— TASK DETAILS —
Show all lines of the entries in which the word "links" is found.

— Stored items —
▼
//! Render service
//!
//! Builds the reaction bar markup the host page embeds, and the script
//! bootstrap that wires it up on the client.

use reaction_core::value_objects::{ObjectRef, ObjectType};
use reaction_core::DomainError;
use serde_json::json;
use tracing::instrument;

use super::context::ServiceContext;
use super::error::{ServiceError, ServiceResult};
use super::html::escape_html;
use super::reaction::ReactionService;

/// Tooltip of an icon nobody picked yet
pub const NO_CLICKS_YET: &str = "No clicks yet";
/// Prompt shown to a guest with no stored name
pub const ASK_NAME: &str = "Please inform your name";
/// Alert shown when a guest declines to give a name
pub const REJECT_NO_NAME: &str = "To react you must inform your name";

/// Render service
pub struct RenderService<'a> {
    ctx: &'a ServiceContext,
}

impl<'a> RenderService<'a> {
    pub fn new(ctx: &'a ServiceContext) -> Self {
        Self { ctx }
    }

    /// Reaction bar for one content item
    ///
    /// With `wrap` the links are enclosed in the container the client script
    /// looks for; without it only the links are returned, ready to replace
    /// the container's contents.
    #[instrument(skip(self, object), fields(object = %object))]
    pub async fn render_fragment(&self, object: &ObjectRef, wrap: bool) -> ServiceResult<String> {
        let snapshot = self.ctx.snapshot();
        let reactions = ReactionService::new(self.ctx);
        let (tally, names) = tokio::try_join!(
            reactions.tally_in(&snapshot.settings, object),
            reactions.reactor_names_in(&snapshot.settings, object)
        )?;

        let icon_set = &snapshot.icon_set;
        let icons = self.ctx.icons();

        let mut html = String::new();
        for count in tally.iter() {
            let reactors = names
                .iter()
                .find(|n| n.reaction == count.reaction)
                .map(|n| n.names.as_slice())
                .unwrap_or_default();

            let title = if reactors.is_empty() {
                NO_CLICKS_YET.to_string()
            } else {
                reactors.join("\n")
            };

            let badge = if count.count > 0 {
                format!("<span class='badge'>{}</span>", count.count)
            } else {
                String::new()
            };

            html.push_str(&format!(
                "<a data-reaction='{}' title='{}'>{}<img src='{}'></a> ",
                escape_html(&count.reaction),
                escape_html(&title),
                badge,
                escape_html(&icons.icon_url(icon_set, &count.reaction)),
            ));
        }

        if wrap {
            html = format!(
                "<div data-id='{}' data-type='{}' class='reaction'>\n{}</div> ",
                object.id,
                escape_html(object.object_type.as_str()),
                html
            );
        }

        Ok(html)
    }

    /// Inject the reaction bar into a publication's content
    ///
    /// Content of types without reactions is returned untouched.
    #[instrument(skip(self, content))]
    pub async fn filter_publication(
        &self,
        post_type: &str,
        post_id: i64,
        content: &str,
    ) -> ServiceResult<String> {
        let object_type = ObjectType::parse(post_type).map_err(DomainError::from)?;
        let settings = self.ctx.settings();

        if !object_type.is_publication() || !settings.is_enabled(&object_type) {
            return Ok(content.to_string());
        }

        let position = settings.position_for(&object_type);
        let html = self
            .render_fragment(&ObjectRef::new(object_type, post_id), true)
            .await?;
        Ok(position.wrap(&html, content))
    }

    /// Inject the reaction bar into a comment's text
    #[instrument(skip(self, text))]
    pub async fn filter_comment(&self, comment_id: i64, text: &str) -> ServiceResult<String> {
        let settings = self.ctx.settings();

        if !settings.comments_enabled() {
            return Ok(text.to_string());
        }

        let object = ObjectRef::comment(comment_id);
        let position = settings.position_for(&object.object_type);
        let html = self.render_fragment(&object, true).await?;
        Ok(position.wrap(&html, text))
    }

    /// Stylesheet, client strings and script tag for a page with reaction bars
    pub fn bootstrap_script(&self, logged_in: bool) -> ServiceResult<String> {
        let host = self.ctx.host();
        let strings = json!({
            "hash": host.cookie_hash,
            "ajaxurl": host.ajax_url(),
            "loggedIn": if logged_in { "yes" } else { "no" },
            "askName": ASK_NAME,
            "rejectNoName": REJECT_NO_NAME,
        });

        // `</` would end the inline script early
        let strings = serde_json::to_string(&strings)
            .map_err(|e| ServiceError::internal(e.to_string()))?
            .replace("</", "<\\/");

        let base = escape_html(self.ctx.assets().url.trim_end_matches('/'));

        Ok(format!(
            "<link rel='stylesheet' href='{base}/css/reaction.css'>\n\
             <script>var reactionStr = {strings};</script>\n\
             <script src='{base}/js/reaction.js'></script>\n"
        ))
    }
}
▲
— RESPONSE BOX —
    /// With `wrap` the links are enclosed in the container the client script
    /// looks for; without it only the links are returned, ready to replace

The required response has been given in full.